Frederick Gordon "Fred" Hill (born August 13, 1943) is a former professional American football player.

College career
Hill played college football at the University of Southern California.

Professional career
He was drafted by the Baltimore Colts in the 1965 NFL Draft but was soon traded to the Philadelphia Eagles, with whom he played at tight end from 1965 through 1971.

Personal life

In 1971, his five-year-old daughter Kim (August 11, 1966 – March 5, 2011) was diagnosed with leukemia. His teammates, general manager Jim Murray, and team owner Leonard Tose rallied around the family.

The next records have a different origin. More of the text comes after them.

impl<B: ElementBits, const N: usize> LtHash<B, N> {
    /// Smallest accepted key (the libsodium BLAKE2b keyed minimum, kept
    /// for wire compatibility).
    pub const MIN_KEY_LEN: usize = MIN_KEY_LEN;
    /// Largest accepted key, the BLAKE2b maximum.
    pub const MAX_KEY_LEN: usize = MAX_KEY_LEN;

    /// Bits per checksum element.
    pub const ELEMENT_BITS: usize = B::BITS;
    /// Number of elements in the checksum.
    pub const ELEMENT_COUNT: usize = N;
    /// Whether the packed layout carries padding bits (only for `B20`).
    pub const NEEDS_PADDING: bool = B::NEEDS_PADDING;
    /// Checksum length in bytes.
    pub const CHECKSUM_LEN: usize = (N / B::ELEMS_PER_U64) * 8;

    /// New instance with the all-zero (empty multiset) checksum, using the
    /// fastest math backend the CPU supports.
    pub fn new() -> Result<Self, HashError> {
        Self::with_backend(Backend::detect())
    }

    /// New instance pinned to a specific math backend. Behaviour is
    /// identical across backends; this exists for benchmarking and for
    /// cross-checking backends in tests.
    ///
    /// # Panics
    /// If `backend` is not available on the running CPU (a programmer
    /// error; check [`Backend::is_available`] first when in doubt).
    pub fn with_backend(backend: Backend) -> Result<Self, HashError> {
        if N == 0 || N % B::ELEMS_PER_U64 != 0 {
            // Element count must fill whole u64 words.
            return Err(HashError::InvalidChecksumSize {
                expected: N.next_multiple_of(B::ELEMS_PER_U64).max(B::ELEMS_PER_U64),
                actual: N,
            });
        }

        Ok(LtHash {
            key: Key::empty(),
            checksum: vec![0u8; Self::CHECKSUM_LEN],
            scratch: vec![0u8; Self::CHECKSUM_LEN],
            engine: MathEngine::new(backend),
            _elem: PhantomData,
        })
    }

    /// New instance starting from a previously exported checksum.
    ///
    /// # Errors
    /// `InvalidChecksumSize` on a wrong-length buffer;
    /// `InvalidChecksumPadding` if the layout is padded and any padding
    /// bit is set.
    pub fn with_checksum(initial_checksum: &[u8]) -> Result<Self, HashError> {
        let mut hash = Self::new()?;
        hash.set_checksum(initial_checksum)?;
        Ok(hash)
    }

    /// Store a BLAKE2Xb key, securely erasing any previous key first.
    ///
    /// # Errors
    /// `InvalidKeySize` unless `16 <= key.len() <= 64`.
    pub fn set_key(&mut self, key: &[u8]) -> Result<(), HashError> {
        if key.len() < Self::MIN_KEY_LEN || key.len() > Self::MAX_KEY_LEN {
            return Err(HashError::InvalidKeySize {
                min: Self::MIN_KEY_LEN,
                max: Self::MAX_KEY_LEN,
                actual: key.len(),
            });
        }
        self.key.set(key);
        Ok(())
    }

    /// Securely erase the key; the instance reverts to unkeyed hashing.
    pub fn clear_key(&mut self) {
        self.key.clear();
    }

    /// Whether `self` and `other` hash with the same key. Not secured
    /// against timing attacks.
    pub fn key_equal(&self, other: &Self) -> bool {
        self.key.get() == other.key.get()
    }

    /// Whether this instance's key equals `key` (empty slice = unkeyed).
    /// Not secured against timing attacks.
    pub fn key_equal_bytes(&self, key: &[u8]) -> bool {
        self.key.get() == key
    }

    /// Borrow the checksum bytes: packed little-endian u64 words, byte
    /// equal across math backends and host endianness.
    pub fn checksum(&self) -> &[u8] {
        &self.checksum
    }

    /// Replace the checksum wholesale.
    ///
    /// # Errors
    /// Same validation as [`with_checksum`](Self::with_checksum).
    pub fn set_checksum(&mut self, new_checksum: &[u8]) -> Result<(), HashError> {
        if new_checksum.len() != Self::CHECKSUM_LEN {
            return Err(HashError::InvalidChecksumSize {
                expected: Self::CHECKSUM_LEN,
                actual: new_checksum.len(),
            });
        }
        if B::NEEDS_PADDING && !self.engine.check_padding::<B>(new_checksum) {
            return Err(HashError::InvalidChecksumPadding);
        }
        self.checksum.copy_from_slice(new_checksum);
        Ok(())
    }

    /// Reset the checksum to the empty multiset. The key is untouched.
    pub fn clear_checksum(&mut self) {
        self.checksum.fill(0);
    }

    /// Whether the checksum is the all-zero empty-multiset image.
    pub fn is_zero(&self) -> bool {
        self.checksum.iter().all(|&b| b == 0)
    }

    /// Checksum equality with another instance. Not constant time.
    pub fn checksum_equal(&self, other: &Self) -> bool {
        self.checksum == other.checksum
    }

    /// Checksum equality against raw bytes; false on length mismatch.
    /// Not constant time.
    pub fn checksum_equal_bytes(&self, other_checksum: &[u8]) -> bool {
        self.checksum[..] == *other_checksum
    }

    /// Constant-time checksum equality with another instance.
    pub fn checksum_equal_constant_time(&self, other: &Self) -> bool {
        constant_time_eq(&self.checksum, &other.checksum)
    }

    /// Constant-time checksum equality against raw bytes. The length
    /// comparison itself is not hidden; the content comparison is.
    pub fn checksum_equal_constant_time_bytes(&self, other_checksum: &[u8]) -> bool {
        constant_time_eq(&self.checksum, other_checksum)
    }

    /// Hash `obj` into the scratch buffer with the current key, clearing
    /// padding bits so the digest is a valid packed operand.
    fn hash_object(&mut self, obj: &[u8]) -> Result<(), HashError> {
        let key = self.key.as_option();
        Blake2Xb::hash_single(&mut self.scratch, obj, key)?;
        if B::NEEDS_PADDING {
            self.engine.clear_padding::<B>(&mut self.scratch);
        }
        Ok(())
    }

    /// Hash a reader into the scratch buffer in 8 KiB chunks.
    fn hash_stream<R: std::io::Read>(&mut self, mut reader: R) -> Result<(), HashError> {
        let mut xof = Blake2Xb::new(
            OutputLen::Fixed(Self::CHECKSUM_LEN as u32),
            self.key.as_option(),
        )?;
        let mut buf = [0u8; 8192];
        loop {
            let n = reader.read(&mut buf)?;
            if n == 0 {
                break;
            }
            xof.digest(&buf[..n]);
        }
        xof.finish(&mut self.scratch)?;
        if B::NEEDS_PADDING {
            self.engine.clear_padding::<B>(&mut self.scratch);
        }
        Ok(())
    }

    /// Add a single object to the multiset.
    ///
    /// Returns `&mut Self` for chaining: `h.add(a)?.add(b)?`.
    pub fn add(&mut self, obj: &[u8]) -> Result<&mut Self, HashError> {
        self.hash_object(obj)?;
        self.engine.add::<B>(&mut self.checksum, &self.scratch);
        Ok(self)
    }

    /// Remove a single object from the multiset. Removing an object that
    /// was never added is algebraically valid (the multiset goes
    /// negative); adding it later cancels out.
    pub fn remove(&mut self, obj: &[u8]) -> Result<&mut Self, HashError> {
        self.hash_object(obj)?;
        self.engine.sub::<B>(&mut self.checksum, &self.scratch);
        Ok(self)
    }

    /// Add an object supplied by a reader, without buffering it whole.
    /// Produces the same checksum as [`add`](Self::add) on the full bytes.
    pub fn add_stream<R: std::io::Read>(&mut self, reader: R) -> Result<&mut Self, HashError> {
        self.hash_stream(reader)?;
        self.engine.add::<B>(&mut self.checksum, &self.scratch);
        Ok(self)
    }

    /// Remove an object supplied by a reader.
    pub fn remove_stream<R: std::io::Read>(&mut self, reader: R) -> Result<&mut Self, HashError> {
        self.hash_stream(reader)?;
        self.engine.sub::<B>(&mut self.checksum, &self.scratch);
        Ok(self)
    }

    /// Add every object in `objs`.
    pub fn add_all<T: AsRef<[u8]>>(&mut self, objs: &[T]) -> Result<&mut Self, HashError> {
        for obj in objs {
            self.add(obj.as_ref())?;
        }
        Ok(self)
    }

    /// Remove every object in `objs`.
    pub fn remove_all<T: AsRef<[u8]>>(&mut self, objs: &[T]) -> Result<&mut Self, HashError> {
        for obj in objs {
            self.remove(obj.as_ref())?;
        }
        Ok(self)
    }

    /// Merge another hash into this one (multiset union).
    ///
    /// # Errors
    /// `KeyMismatch` unless both instances hold the same key.
    pub fn combine_add(&mut self, other: &Self) -> Result<&mut Self, HashError> {
        if !self.key_equal(other) {
            return Err(HashError::KeyMismatch);
        }
        self.engine.add::<B>(&mut self.checksum, &other.checksum);
        Ok(self)
    }

    /// Subtract another hash from this one (multiset difference).
    ///
    /// # Errors
    /// `KeyMismatch` unless both instances hold the same key.
    pub fn combine_remove(&mut self, other: &Self) -> Result<&mut Self, HashError> {
        if !self.key_equal(other) {
            return Err(HashError::KeyMismatch);
        }
        self.engine.sub::<B>(&mut self.checksum, &other.checksum);
        Ok(self)
    }

    /// Which math backend this instance is pinned to.
    pub fn backend(&self) -> Backend {
        self.engine.backend()
    }

    #[cfg(test)]
    fn raw_key_buffer(&self) -> &[u8; 64] {
        &self.key.bytes
    }
}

In the aftermath of her successful treatment, the team in 1972 initiated the Eagles Fly for Leukemia philanthropic program, and Hill, Murray, and teammates co-founded the very first Ronald McDonald House, which opened in Philadelphia in 1974. Kim Hill died in 2011.

The Eagles had a tie-in with McDonald's Shamrock Shake. By donating a share of every shake sold to the Eagles Fly for Leukemia, McDonald's acquired naming rights.

At one home game each season, the Eagles pass a bucket in the stands for donations to the Eagles Fly for Leukemia charity.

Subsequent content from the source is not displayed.